May 8: Kiriyenko admits budget revenue shortfall of 26 percent
May 15: Strike of miners protesting back wages spreads to Trans-Siberian
railroad. Kiriyenko proposes cuts in spending on bureaucracy to free up
funds for the miners.
May 18: Stocks plunge 10 percent and bond yields spiral amid growing
fears over the hole in the budget.
May 19: Central bank hikes interest rates to 50 percent to defend ruble.
May 26: Kiriyenko admits that landmark privatisation of oil company
Rosneft, which was to bring the government 2.1 billion dollars, has
failed due to market conditions
May 27: Central bank hikes interest rates to 150 percent amid market
turmoil as stocks plunge 10.5 percent. Kiriyenko rules out ruble
May 29: Government announces an economy crisis package designed to plug
the budget gap. Kiriyenko repeats that ruble devaluation not possible
Jun 1: Stocks shed 10 percent investors shrugging at the government's
austerity plan and saying massive international aid will be needed to
bail the country out.
Jun 4: Russia issues 1.25-billion-dollar eurobond to fill public coffers
Jun 5: Central bank slashes interest rates to 60 percent citing
"normalisation on financial markets" following the successful eurobond
Jun 17: Chubais appointed international loan liaison officer for Russia
Jun 18: Russia launches another eurobond, a 30-year bond worth 2.5
billion dollars. Chubais says country needs 10-15 billion dollars to
avert financial collapse
Jun 29: Central bank hikes interest rates to 80 percent
Jul 1: Kiriyenko urges parliament to approve his crisis plan
Jul 10: Rosneft oil privatisation fails again to attract bidders
Jul 13: IMF leads 22.6 billion dollar bailout for Russian economy.

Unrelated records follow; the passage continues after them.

fn render_status_bar(f: &mut Frame, area: Rect, app: &App, palette: &Palette) {
    let key = Style::default().fg(palette.accent);
    let hints: Vec<(&str, &str)> = match app.mode() {
        Mode::Overview => vec![("←/→", "Subject"), ("Enter", "Open"), ("t", "Theme"), ("q", "Quit")],
        Mode::Detail => vec![
            ("↑/↓", "Row"),
            ("a", "Add"),
            ("e", "Edit"),
            ("d", "Delete"),
            ("Esc", "Close"),
            ("q", "Quit"),
        ],
        Mode::Editing => vec![("Tab", "Field"), ("Enter", "Save"), ("Esc", "Cancel")],
        Mode::Dialog => vec![("Tab", "Field"), ("Enter", "Add"), ("Esc", "Cancel")],
    };

    let mut status_spans = Vec::new();
    for (i, (k, label)) in hints.into_iter().enumerate() {
        if i > 0 {
            status_spans.push(Span::raw(" | "));
        }
        status_spans.push(Span::styled(k, key));
        status_spans.push(Span::raw(format!(" {}", label)));
    }

    if let Some(status) = &app.status {
        status_spans.push(Span::raw("  │  "));
        status_spans.push(Span::styled(status.clone(), Style::default().fg(palette.muted)));
    }

    let status_bar = Paragraph::new(Line::from(status_spans)).block(
        Block::default()
            .borders(Borders::ALL)
            .border_style(Style::default().fg(palette.border)),
    );

    f.render_widget(status_bar, area);
}

fn centered_rect(width: u16, height: u16, area: Rect) -> Rect {
    let width = width.min(area.width);
    let height = height.min(area.height);
    Rect {
        x: area.x + (area.width - width) / 2,
        y: area.y + (area.height - height) / 2,
        width,
        height,
    }
}

// ============================================================================
// TESTS
// ============================================================================
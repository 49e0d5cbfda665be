use anyhow::{Context as AnyhowContext, Result};
use std::env;
use tracing::info;

use grade_tracker::{logging, Config, GradeReport, Gradebook};

fn main() -> Result<()> {
    let args: Vec<String> = env::args().collect();
    let config = Config::load()?;

    if args.len() > 1 && args[1] == "summary" {
        // Summary mode
        let json = args.iter().skip(2).any(|a| a == "--json");
        let _guard = logging::init(&config, true)?;
        run_summary(json)?;
    } else {
        // UI mode (default)
        let _guard = logging::init(&config, false)?;
        run_ui_mode(&config)?;
    }

    Ok(())
}

fn run_summary(json: bool) -> Result<()> {
    let gradebook = Gradebook::seeded();
    let report = GradeReport::from_gradebook(&gradebook);
    info!(subjects = report.subjects.len(), json, "printing summary");

    if json {
        let out = serde_json::to_string_pretty(&report).context("Failed to serialize summary")?;
        println!("{}", out);
    } else {
        println!("📚 My Awesome Grades");
        println!("━━━━━━━━━━━━━━━━━━━━━━━━━━━━━━━━━━━━━");
        print!("{}", report.to_text());
    }

    Ok(())
}

#[cfg(feature = "tui")]
fn run_ui_mode(config: &Config) -> Result<()> {
    use grade_tracker::ui;

    let colorfgbg = env::var("COLORFGBG").ok();
    let theme = config.theme.resolve(colorfgbg.as_deref());
    info!(theme = theme.name(), version = grade_tracker::VERSION, "starting ui");

    let mut app = ui::App::new(Gradebook::seeded(), theme);
    ui::run_ui(&mut app)?;

    info!(average = app.gradebook.overall_average(), "ui closed");
    Ok(())
}

#[cfg(not(feature = "tui"))]
fn run_ui_mode(_config: &Config) -> Result<()> {
    eprintln!("❌ TUI mode not available!");
    eprintln!("   Rebuild with: cargo build --features tui");
    eprintln!("   Or print grades: cargo run -- summary");
    std::process::exit(1);
}
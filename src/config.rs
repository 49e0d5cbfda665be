// ⚙️ Configuration - Environment driven (.env supported)
//
//   GRADES_THEME     system | light | dark   (default: system)
//   GRADES_LOG_FILE  path of the rolling log (default: logs/grade-tracker.log)
//   RUST_LOG         tracing filter          (default: info)

use crate::theme::ThemeMode;
use anyhow::{Context as AnyhowContext, Result};
use std::path::PathBuf;

pub const DEFAULT_LOG_FILE: &str = "logs/grade-tracker.log";
pub const DEFAULT_LOG_FILTER: &str = "info";

#[derive(Debug, Clone, PartialEq)]
pub struct Config {
    pub theme: ThemeMode,
    pub log_file: PathBuf,
    pub log_filter: String,
}

impl Default for Config {
    fn default() -> Self {
        Config {
            theme: ThemeMode::System,
            log_file: PathBuf::from(DEFAULT_LOG_FILE),
            log_filter: DEFAULT_LOG_FILTER.to_string(),
        }
    }
}

impl Config {
    /// Load `.env` (if present) and read settings from the process environment
    pub fn load() -> Result<Self> {
        dotenvy::dotenv().ok();
        Self::from_lookup(|key| std::env::var(key).ok())
    }

    /// Build config from any key lookup (tests pass a closure over a map)
    pub fn from_lookup<F>(lookup: F) -> Result<Self>
    where
        F: Fn(&str) -> Option<String>,
    {
        let mut config = Config::default();

        if let Some(theme) = lookup("GRADES_THEME") {
            config.theme = ThemeMode::parse(&theme).context("Invalid GRADES_THEME")?;
        }

        if let Some(path) = lookup("GRADES_LOG_FILE").filter(|p| !p.trim().is_empty()) {
            config.log_file = PathBuf::from(path);
        }

        if let Some(filter) = lookup("RUST_LOG").filter(|f| !f.trim().is_empty()) {
            config.log_filter = filter;
        }

        Ok(config)
    }
}
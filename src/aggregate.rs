// 🧮 Grade Aggregation - Weighted totals, averages, percentages
//
// Subject total:   weighted sum of scores, rounded to the nearest 0.5
// Overall average: mean of subject totals, rounded to the nearest 0.1
// Percentage:      1-6 scale mapped linearly onto 0-100
//
// Weights are taken as-is. A subject whose weights don't add up to 1 gets
// whatever its raw weighted sum rounds to.

use crate::grades::{Grade, Subject};

/// Lowest value on the grading scale
pub const SCALE_MIN: f64 = 1.0;

/// Highest value on the grading scale
pub const SCALE_MAX: f64 = 6.0;

/// Round half-up to the nearest multiple of `step` (2.25 -> 2.5, -0.25 -> 0).
fn round_to_step(value: f64, step: f64) -> f64 {
    let inverse = 1.0 / step;
    (value * inverse + 0.5).floor() / inverse
}

/// Weighted sum of `score * weight`, rounded to the nearest 0.5.
///
/// An empty list yields 0. NaN scores or weights propagate.
pub fn subject_total(grades: &[Grade]) -> f64 {
    if grades.is_empty() {
        return 0.0;
    }

    let total: f64 = grades.iter().map(Grade::weighted_score).sum();
    round_to_step(total, 0.5)
}

/// Mean of every subject's total, rounded to the nearest 0.1.
///
/// NaN totals count as 0 but still count towards the divisor.
pub fn overall_average(subjects: &[Subject]) -> f64 {
    if subjects.is_empty() {
        return 0.0;
    }

    let sum: f64 = subjects
        .iter()
        .map(|subject| display_value(subject_total(&subject.grades)))
        .sum();

    round_to_step(sum / subjects.len() as f64, 0.1)
}

/// Map a 1-6 grade onto 0-100. NaN and anything below 1 map to 0.
pub fn to_percentage(grade: f64) -> f64 {
    if grade.is_nan() || grade < SCALE_MIN {
        return 0.0;
    }

    let percent = (grade - SCALE_MIN) / (SCALE_MAX - SCALE_MIN) * 100.0;
    percent.clamp(0.0, 100.0)
}

/// Sum of the weights in a subject
pub fn weight_sum(grades: &[Grade]) -> f64 {
    grades.iter().map(|g| g.weight).sum()
}

/// NaN guard for anything shown on screen
pub fn display_value(value: f64) -> f64 {
    if value.is_nan() {
        0.0
    } else {
        value
    }
}

// ============================================================================
// TESTS
// ============================================================================
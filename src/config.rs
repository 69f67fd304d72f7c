//! Configuration management for the library catalog

use config::{Config, ConfigError, Environment, File, Map};
use serde::Deserialize;
use std::env;
use std::path::Path;

#[derive(Debug, Deserialize, Clone)]
#[serde(default)]
pub struct CatalogConfig {
    /// Days after which a borrowed item counts as overdue
    pub overdue_days: i64,
}

#[derive(Debug, Deserialize, Clone)]
#[serde(default)]
pub struct LoggingConfig {
    pub level: String,
    /// `pretty` or `json`
    pub format: String,
}

#[derive(Debug, Deserialize, Clone, Default)]
pub struct AppConfig {
    #[serde(default)]
    pub catalog: CatalogConfig,
    #[serde(default)]
    pub logging: LoggingConfig,
}

impl AppConfig {
    /// Load configuration from files and environment variables
    pub fn load() -> Result<Self, ConfigError> {
        let run_mode = env::var("RUN_MODE").unwrap_or_else(|_| "development".into());
        Self::load_layered(Path::new("config"), &run_mode, None)
    }

    /// Layered load: `{dir}/default`, then `{dir}/{run_mode}`, then `LIBRARY_*`
    /// variables. `env_vars` replaces the process environment when set.
    pub fn load_layered(
        dir: &Path,
        run_mode: &str,
        env_vars: Option<Map<String, String>>,
    ) -> Result<Self, ConfigError> {
        let default_file = dir.join("default");
        let mode_file = dir.join(run_mode);

        let config = Config::builder()
            .add_source(File::with_name(&default_file.to_string_lossy()).required(false))
            .add_source(File::with_name(&mode_file.to_string_lossy()).required(false))
            // LIBRARY_CATALOG__OVERDUE_DAYS=7
            .add_source(
                Environment::with_prefix("LIBRARY")
                    .prefix_separator("_")
                    .separator("__")
                    .try_parsing(true)
                    .source(env_vars),
            )
            .build()?;

        config.try_deserialize()
    }

    /// Load configuration from a single file, falling back to defaults for
    /// anything it leaves out
    pub fn from_file(path: impl AsRef<Path>) -> Result<Self, ConfigError> {
        Config::builder()
            .add_source(File::from(path.as_ref()))
            .build()?
            .try_deserialize()
    }
}

impl Default for CatalogConfig {
    fn default() -> Self {
        Self { overdue_days: 14 }
    }
}

impl Default for LoggingConfig {
    fn default() -> Self {
        Self {
            level: "info".to_string(),
            format: "pretty".to_string(),
        }
    }
}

Jul 17: Kiriyenko vows to bypass parliament and enact his economy crisis
package by decree after deputies refuse to approve the legislation
Jul 20: IMF approves its portion of the international bailout for Russia
-- 11.2 billion dollars in fresh loans for 1998
Jul 21: Kiriyenko hails IMF loan as "outright victory" but markets start
Jul 23: Stocks shed another seven percent as bond yields start to spiral
Aug 6: Kiriyenko says Russia will drum up three billion dollars in
eurobonds by year-end
Aug 10: Stocks crash nine percent, bond yields burst through 100 percent
Aug 11: Oil prices sag to 11.86 dollars a barrel, putting further
pressure on the Russian budget
Aug 14: Yeltsin rules out devaluation. Central bank steps in to grant
credits to struggling banks. Dollar shortage in banks and on the streets
starts to be felt.
Aug 17: Government and central bankcut the ruble free from its previous
corridor of 5.25-7.15 to the dollar, giving it leeway to drift as low as
9.5 to the dollar by year-end. Govt also announces debt default.
Aug 21: Parliament demand that Kiriyenko -- and Yeltsin -- resign.
Kiriyenko warns that the economic crisis has only just begun
Aug 23: Yeltsin fires Kiriyenko and the rest of his government.